サンダーバードのホームに向かいながら、博子はもう自然に全体の歩幅と空気を見ていた。

税理士先生はウキウキしてる。

弁護士先生は少し緊張してる。

保険会社の人は様子見。

この三人を、重くしすぎず、でも雑にせず回す。

そのための最初の一手は、やっぱり移動や。

「今日はまず、京都行って。最初に蒼空の酒蔵の方寄って、軽く一杯。

そこから鳥せいで昼をやって、戻ってきて夜は天ぷらとかま焼きです。

だから、変に身構えず、だらっとついてきてもらったら大丈夫です。」

税理士先生が「うんうん」と頷く横で、弁護士先生がぽつりと呟く。

「いや、でも本当に、ここまで段取りしてくれるもんなんですね。」

博子は、その反応がちょっと面白くて笑った。

「逆に、誰もやってくれへん遊びって、疲れません?」

弁護士先生は、一瞬考えてから、苦笑いした。

「たしかに……。男側が全部店選んで、全部気を使って、なんとなく終わるより、

こっちの方がだいぶ楽かもしれないです。」

「でしょ。」

税理士先生がそこで得意そうに言う。

「だから今日、ちょっと楽しみやってん。俺らがゴルフ接待でやってることを、

別の形で見せてもらえるんかなと思って。」

博子は、その一言に少しだけ目を細めた。

「そういう感じで見てもらえたら、私もだいぶ楽です。」

ホームに着いて、サンダーバードが入ってくる。平日の昼前やから、そこまで混んでへん。

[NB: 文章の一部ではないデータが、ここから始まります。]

//! Auth boundary route handlers.
//!
//! Authentication itself lives in the fronting reverse proxy; these routes
//! only accept or discard the identity it forwards. With no proxy
//! configured, the deployment is anonymous-and-guests only and login does
//! not exist.

use axum::Json;
use axum::extract::State;
use axum::http::{HeaderMap, StatusCode};
use serde::Serialize;
use tower_sessions::Session;
use tracing::instrument;

use cartpool_core::Actor;

use crate::error::{AppError, Result, clear_sentry_user, set_sentry_user};
use crate::models::session::AuthenticatedUser;
use crate::services::IdentityService;
use crate::state::AppState;

/// Current session description.
#[derive(Debug, Serialize)]
pub struct SessionResponse {
    pub authenticated: bool,
    #[serde(skip_serializing_if = "Option::is_none")]
    pub subject: Option<String>,
    #[serde(skip_serializing_if = "Option::is_none")]
    pub display_name: Option<String>,
}

/// Describe the calling session.
///
/// GET /auth/session
pub async fn session(session: Session) -> Result<Json<SessionResponse>> {
    let state = IdentityService::new(&session).state().await?;
    Ok(Json(match state.authenticated {
        Some(user) => SessionResponse {
            authenticated: true,
            subject: Some(user.subject),
            display_name: user.display_name,
        },
        None => SessionResponse {
            authenticated: false,
            subject: None,
            display_name: state.display_name,
        },
    }))
}

/// Accept a proxy-forwarded identity into the session.
///
/// POST /auth/login
///
/// The proxy is trusted to have verified the subject header it forwards;
/// this handler never sees credentials. A configured proxy that forwarded
/// nothing means the caller is not signed in at the proxy.
#[instrument(skip_all)]
pub async fn login(
    State(state): State<AppState>,
    session: Session,
    headers: HeaderMap,
) -> Result<Json<SessionResponse>> {
    let Some(proxy) = state.config().auth_proxy.as_ref() else {
        return Err(AppError::NotFound("login".to_owned()));
    };

    let subject = headers
        .get(proxy.subject_header.as_str())
        .and_then(|value| value.to_str().ok())
        .map(str::trim)
        .filter(|s| !s.is_empty())
        .map(ToOwned::to_owned)
        .ok_or_else(|| AppError::Forbidden("no forwarded identity".to_owned()))?;
    let display_name = headers
        .get(proxy.name_header.as_str())
        .and_then(|value| value.to_str().ok())
        .map(str::trim)
        .filter(|s| !s.is_empty())
        .map(ToOwned::to_owned);

    let user = AuthenticatedUser {
        subject,
        display_name,
    };
    IdentityService::new(&session).login(&user).await?;
    set_sentry_user(
        &Actor::Authenticated {
            subject: user.subject.clone(),
        }
        .key(),
        user.display_name.as_deref(),
    );

    tracing::info!("user signed in");
    Ok(Json(SessionResponse {
        authenticated: true,
        subject: Some(user.subject),
        display_name: user.display_name,
    }))
}

/// Clear the session entirely.
///
/// POST /auth/logout
///
/// Drops authentication along with guest bindings and admin grants; the
/// next request starts from a fresh anonymous session.
pub async fn logout(session: Session) -> Result<StatusCode> {
    IdentityService::new(&session).logout().await?;
    clear_sentry_user();
    tracing::info!("session cleared");
    Ok(StatusCode::NO_CONTENT)
}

六人でまとまって乗り込めるのも、今日の流れとしてはちょうどよかった。

席に落ち着いたところで、税理士先生がもう一回、楽しそうに言う。

「いやあ、これもう始まってるな。」

博子は、窓の外を見ながら少し笑う。

「始まってますよ。ここからがスタートです。」

そう言うと、弁護士先生が少し背筋を伸ばして、保険会社の人もなんとなく笑った。

今日の座組は、まだ何も起きてへん。

でも、その“起きる前の空気”を作るところまでは、もうちゃんと動き出していた。